→ Exercise materials:
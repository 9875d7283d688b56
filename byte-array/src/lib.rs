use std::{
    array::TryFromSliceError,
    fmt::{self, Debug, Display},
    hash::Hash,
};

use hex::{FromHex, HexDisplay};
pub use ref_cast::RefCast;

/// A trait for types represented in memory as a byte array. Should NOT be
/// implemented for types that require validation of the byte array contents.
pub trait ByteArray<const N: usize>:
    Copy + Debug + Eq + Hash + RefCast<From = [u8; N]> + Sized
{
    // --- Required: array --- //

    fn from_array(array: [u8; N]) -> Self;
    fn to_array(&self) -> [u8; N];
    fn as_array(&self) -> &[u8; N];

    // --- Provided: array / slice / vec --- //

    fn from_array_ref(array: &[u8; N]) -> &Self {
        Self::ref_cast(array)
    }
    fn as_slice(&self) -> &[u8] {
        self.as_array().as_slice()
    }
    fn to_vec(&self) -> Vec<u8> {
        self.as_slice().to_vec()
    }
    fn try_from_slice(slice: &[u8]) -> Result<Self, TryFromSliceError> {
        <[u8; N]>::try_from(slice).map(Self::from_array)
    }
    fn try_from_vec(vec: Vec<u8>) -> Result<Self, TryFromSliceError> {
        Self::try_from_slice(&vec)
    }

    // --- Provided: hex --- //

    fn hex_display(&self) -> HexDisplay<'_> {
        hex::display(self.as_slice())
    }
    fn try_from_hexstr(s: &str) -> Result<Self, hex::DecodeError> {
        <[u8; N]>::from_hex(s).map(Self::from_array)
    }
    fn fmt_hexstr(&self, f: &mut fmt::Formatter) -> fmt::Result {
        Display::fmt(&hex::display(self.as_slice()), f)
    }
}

→ About this task:
Take the records above and write each one out again exactly.

→ Solution to this exercise:
repository 9875d7283d688b56
filename byte-array/src/lib.rs
use std::{
    array::TryFromSliceError,
    fmt::{self, Debug, Display},
    hash::Hash,
};

use hex::{FromHex, HexDisplay};
pub use ref_cast::RefCast;

/// A trait for types represented in memory as a byte array. Should NOT be
/// implemented for types that require validation of the byte array contents.
pub trait ByteArray<const N: usize>:
    Copy + Debug + Eq + Hash + RefCast<From = [u8; N]> + Sized
{
    // --- Required: array --- //

    fn from_array(array: [u8; N]) -> Self;
    fn to_array(&self) -> [u8; N];
    fn as_array(&self) -> &[u8; N];

    // --- Provided: array / slice / vec --- //

    fn from_array_ref(array: &[u8; N]) -> &Self {
        Self::ref_cast(array)
    }
    fn as_slice(&self) -> &[u8] {
        self.as_array().as_slice()
    }
    fn to_vec(&self) -> Vec<u8> {
        self.as_slice().to_vec()
    }
    fn try_from_slice(slice: &[u8]) -> Result<Self, TryFromSliceError> {
        <[u8; N]>::try_from(slice).map(Self::from_array)
    }
    fn try_from_vec(vec: Vec<u8>) -> Result<Self, TryFromSliceError> {
        Self::try_from_slice(&vec)
    }

    // --- Provided: hex --- //

    fn hex_display(&self) -> HexDisplay<'_> {
        hex::display(self.as_slice())
    }
    fn try_from_hexstr(s: &str) -> Result<Self, hex::DecodeError> {
        <[u8; N]>::from_hex(s).map(Self::from_array)
    }
    fn fmt_hexstr(&self, f: &mut fmt::Formatter) -> fmt::Result {
        Display::fmt(&hex::display(self.as_slice()), f)
    }
}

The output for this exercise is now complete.